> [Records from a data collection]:
--------------------

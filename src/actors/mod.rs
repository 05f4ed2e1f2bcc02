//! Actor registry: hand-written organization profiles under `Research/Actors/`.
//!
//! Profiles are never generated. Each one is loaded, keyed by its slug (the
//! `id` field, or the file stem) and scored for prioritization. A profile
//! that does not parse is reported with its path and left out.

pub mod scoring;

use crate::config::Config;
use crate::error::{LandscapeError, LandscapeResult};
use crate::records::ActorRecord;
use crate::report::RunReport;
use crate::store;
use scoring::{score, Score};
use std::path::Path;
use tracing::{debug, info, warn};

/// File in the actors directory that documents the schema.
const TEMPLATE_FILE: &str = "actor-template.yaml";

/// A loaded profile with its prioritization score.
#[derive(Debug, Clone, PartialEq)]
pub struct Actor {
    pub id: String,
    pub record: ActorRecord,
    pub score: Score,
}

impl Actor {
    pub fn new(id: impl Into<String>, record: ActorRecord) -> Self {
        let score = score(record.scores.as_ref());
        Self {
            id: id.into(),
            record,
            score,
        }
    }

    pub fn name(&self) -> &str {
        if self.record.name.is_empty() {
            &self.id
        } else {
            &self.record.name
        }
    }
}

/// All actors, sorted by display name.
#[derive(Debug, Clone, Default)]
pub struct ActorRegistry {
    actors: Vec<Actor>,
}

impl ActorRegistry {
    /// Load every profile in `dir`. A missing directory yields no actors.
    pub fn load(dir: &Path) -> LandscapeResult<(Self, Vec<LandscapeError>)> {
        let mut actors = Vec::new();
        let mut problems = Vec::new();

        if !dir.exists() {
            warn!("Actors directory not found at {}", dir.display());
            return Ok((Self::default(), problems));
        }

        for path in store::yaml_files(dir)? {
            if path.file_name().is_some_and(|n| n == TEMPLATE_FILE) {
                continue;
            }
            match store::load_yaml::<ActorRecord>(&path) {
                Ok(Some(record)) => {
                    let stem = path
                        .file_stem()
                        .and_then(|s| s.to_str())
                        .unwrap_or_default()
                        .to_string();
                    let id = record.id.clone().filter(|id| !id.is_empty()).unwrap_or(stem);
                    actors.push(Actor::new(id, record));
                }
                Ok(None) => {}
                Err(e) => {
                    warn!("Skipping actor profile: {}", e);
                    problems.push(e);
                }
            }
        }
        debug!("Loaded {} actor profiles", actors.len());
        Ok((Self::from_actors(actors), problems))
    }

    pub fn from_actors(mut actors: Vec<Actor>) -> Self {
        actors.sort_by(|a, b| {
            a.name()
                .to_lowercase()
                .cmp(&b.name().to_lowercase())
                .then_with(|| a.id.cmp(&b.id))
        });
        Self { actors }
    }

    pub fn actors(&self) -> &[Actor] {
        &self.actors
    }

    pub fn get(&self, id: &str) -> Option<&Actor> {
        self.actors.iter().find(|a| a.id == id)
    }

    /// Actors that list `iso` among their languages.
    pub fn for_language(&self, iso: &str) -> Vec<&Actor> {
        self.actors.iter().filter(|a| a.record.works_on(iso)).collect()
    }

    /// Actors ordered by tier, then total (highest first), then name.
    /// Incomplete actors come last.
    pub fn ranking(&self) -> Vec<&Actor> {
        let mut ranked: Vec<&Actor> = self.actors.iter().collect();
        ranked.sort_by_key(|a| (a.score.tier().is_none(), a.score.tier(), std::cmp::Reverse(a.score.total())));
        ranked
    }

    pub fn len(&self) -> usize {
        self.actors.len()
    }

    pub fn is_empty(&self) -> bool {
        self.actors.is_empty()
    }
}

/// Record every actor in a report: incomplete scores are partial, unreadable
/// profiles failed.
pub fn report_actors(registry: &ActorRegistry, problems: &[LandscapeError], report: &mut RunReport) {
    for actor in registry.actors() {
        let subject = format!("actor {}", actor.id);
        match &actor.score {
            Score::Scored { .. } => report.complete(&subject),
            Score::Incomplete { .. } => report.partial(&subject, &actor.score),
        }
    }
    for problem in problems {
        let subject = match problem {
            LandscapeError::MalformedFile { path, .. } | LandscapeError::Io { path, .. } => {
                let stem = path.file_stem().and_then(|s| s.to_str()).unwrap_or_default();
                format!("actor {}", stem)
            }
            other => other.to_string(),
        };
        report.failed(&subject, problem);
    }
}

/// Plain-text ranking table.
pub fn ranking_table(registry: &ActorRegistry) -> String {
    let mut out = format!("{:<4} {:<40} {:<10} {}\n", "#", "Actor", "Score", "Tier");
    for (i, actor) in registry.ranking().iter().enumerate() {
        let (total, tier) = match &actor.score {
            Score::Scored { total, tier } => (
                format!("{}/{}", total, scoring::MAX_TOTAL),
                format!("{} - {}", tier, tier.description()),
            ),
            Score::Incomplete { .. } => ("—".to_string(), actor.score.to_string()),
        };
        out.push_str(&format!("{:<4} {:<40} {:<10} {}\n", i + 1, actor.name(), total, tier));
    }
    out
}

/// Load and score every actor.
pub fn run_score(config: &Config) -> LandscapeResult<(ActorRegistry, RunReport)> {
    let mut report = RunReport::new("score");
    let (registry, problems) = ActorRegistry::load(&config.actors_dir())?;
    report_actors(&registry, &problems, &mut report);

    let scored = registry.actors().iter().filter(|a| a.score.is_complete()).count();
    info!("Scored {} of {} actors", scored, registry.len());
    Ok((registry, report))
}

--------------------

> [Required action]: Your task is to reproduce all the records above exactly as they appear.

> [Result of the task]:
filename src/actors/mod.rs
repository 05f4ed2e1f2bcc02
//! Actor registry: hand-written organization profiles under `Research/Actors/`.
//!
//! Profiles are never generated. Each one is loaded, keyed by its slug (the
//! `id` field, or the file stem) and scored for prioritization. A profile
//! that does not parse is reported with its path and left out.

pub mod scoring;

use crate::config::Config;
use crate::error::{LandscapeError, LandscapeResult};
use crate::records::ActorRecord;
use crate::report::RunReport;
use crate::store;
use scoring::{score, Score};
use std::path::Path;
use tracing::{debug, info, warn};

/// File in the actors directory that documents the schema.
const TEMPLATE_FILE: &str = "actor-template.yaml";

/// A loaded profile with its prioritization score.
#[derive(Debug, Clone, PartialEq)]
pub struct Actor {
    pub id: String,
    pub record: ActorRecord,
    pub score: Score,
}

impl Actor {
    pub fn new(id: impl Into<String>, record: ActorRecord) -> Self {
        let score = score(record.scores.as_ref());
        Self {
            id: id.into(),
            record,
            score,
        }
    }

    pub fn name(&self) -> &str {
        if self.record.name.is_empty() {
            &self.id
        } else {
            &self.record.name
        }
    }
}

/// All actors, sorted by display name.
#[derive(Debug, Clone, Default)]
pub struct ActorRegistry {
    actors: Vec<Actor>,
}

impl ActorRegistry {
    /// Load every profile in `dir`. A missing directory yields no actors.
    pub fn load(dir: &Path) -> LandscapeResult<(Self, Vec<LandscapeError>)> {
        let mut actors = Vec::new();
        let mut problems = Vec::new();

        if !dir.exists() {
            warn!("Actors directory not found at {}", dir.display());
            return Ok((Self::default(), problems));
        }

        for path in store::yaml_files(dir)? {
            if path.file_name().is_some_and(|n| n == TEMPLATE_FILE) {
                continue;
            }
            match store::load_yaml::<ActorRecord>(&path) {
                Ok(Some(record)) => {
                    let stem = path
                        .file_stem()
                        .and_then(|s| s.to_str())
                        .unwrap_or_default()
                        .to_string();
                    let id = record.id.clone().filter(|id| !id.is_empty()).unwrap_or(stem);
                    actors.push(Actor::new(id, record));
                }
                Ok(None) => {}
                Err(e) => {
                    warn!("Skipping actor profile: {}", e);
                    problems.push(e);
                }
            }
        }
        debug!("Loaded {} actor profiles", actors.len());
        Ok((Self::from_actors(actors), problems))
    }

    pub fn from_actors(mut actors: Vec<Actor>) -> Self {
        actors.sort_by(|a, b| {
            a.name()
                .to_lowercase()
                .cmp(&b.name().to_lowercase())
                .then_with(|| a.id.cmp(&b.id))
        });
        Self { actors }
    }

    pub fn actors(&self) -> &[Actor] {
        &self.actors
    }

    pub fn get(&self, id: &str) -> Option<&Actor> {
        self.actors.iter().find(|a| a.id == id)
    }

    /// Actors that list `iso` among their languages.
    pub fn for_language(&self, iso: &str) -> Vec<&Actor> {
        self.actors.iter().filter(|a| a.record.works_on(iso)).collect()
    }

    /// Actors ordered by tier, then total (highest first), then name.
    /// Incomplete actors come last.
    pub fn ranking(&self) -> Vec<&Actor> {
        let mut ranked: Vec<&Actor> = self.actors.iter().collect();
        ranked.sort_by_key(|a| (a.score.tier().is_none(), a.score.tier(), std::cmp::Reverse(a.score.total())));
        ranked
    }

    pub fn len(&self) -> usize {
        self.actors.len()
    }

    pub fn is_empty(&self) -> bool {
        self.actors.is_empty()
    }
}

/// Record every actor in a report: incomplete scores are partial, unreadable
/// profiles failed.
pub fn report_actors(registry: &ActorRegistry, problems: &[LandscapeError], report: &mut RunReport) {
    for actor in registry.actors() {
        let subject = format!("actor {}", actor.id);
        match &actor.score {
            Score::Scored { .. } => report.complete(&subject),
            Score::Incomplete { .. } => report.partial(&subject, &actor.score),
        }
    }
    for problem in problems {
        let subject = match problem {
            LandscapeError::MalformedFile { path, .. } | LandscapeError::Io { path, .. } => {
                let stem = path.file_stem().and_then(|s| s.to_str()).unwrap_or_default();
                format!("actor {}", stem)
            }
            other => other.to_string(),
        };
        report.failed(&subject, problem);
    }
}

/// Plain-text ranking table.
pub fn ranking_table(registry: &ActorRegistry) -> String {
    let mut out = format!("{:<4} {:<40} {:<10} {}\n", "#", "Actor", "Score", "Tier");
    for (i, actor) in registry.ranking().iter().enumerate() {
        let (total, tier) = match &actor.score {
            Score::Scored { total, tier } => (
                format!("{}/{}", total, scoring::MAX_TOTAL),
                format!("{} - {}", tier, tier.description()),
            ),
            Score::Incomplete { .. } => ("—".to_string(), actor.score.to_string()),
        };
        out.push_str(&format!("{:<4} {:<40} {:<10} {}\n", i + 1, actor.name(), total, tier));
    }
    out
}

/// Load and score every actor.
pub fn run_score(config: &Config) -> LandscapeResult<(ActorRegistry, RunReport)> {
    let mut report = RunReport::new("score");
    let (registry, problems) = ActorRegistry::load(&config.actors_dir())?;
    report_actors(&registry, &problems, &mut report);

    let scored = registry.actors().iter().filter(|a| a.score.is_complete()).count();
    info!("Scored {} of {} actors", scored, registry.len());
    Ok((registry, report))
}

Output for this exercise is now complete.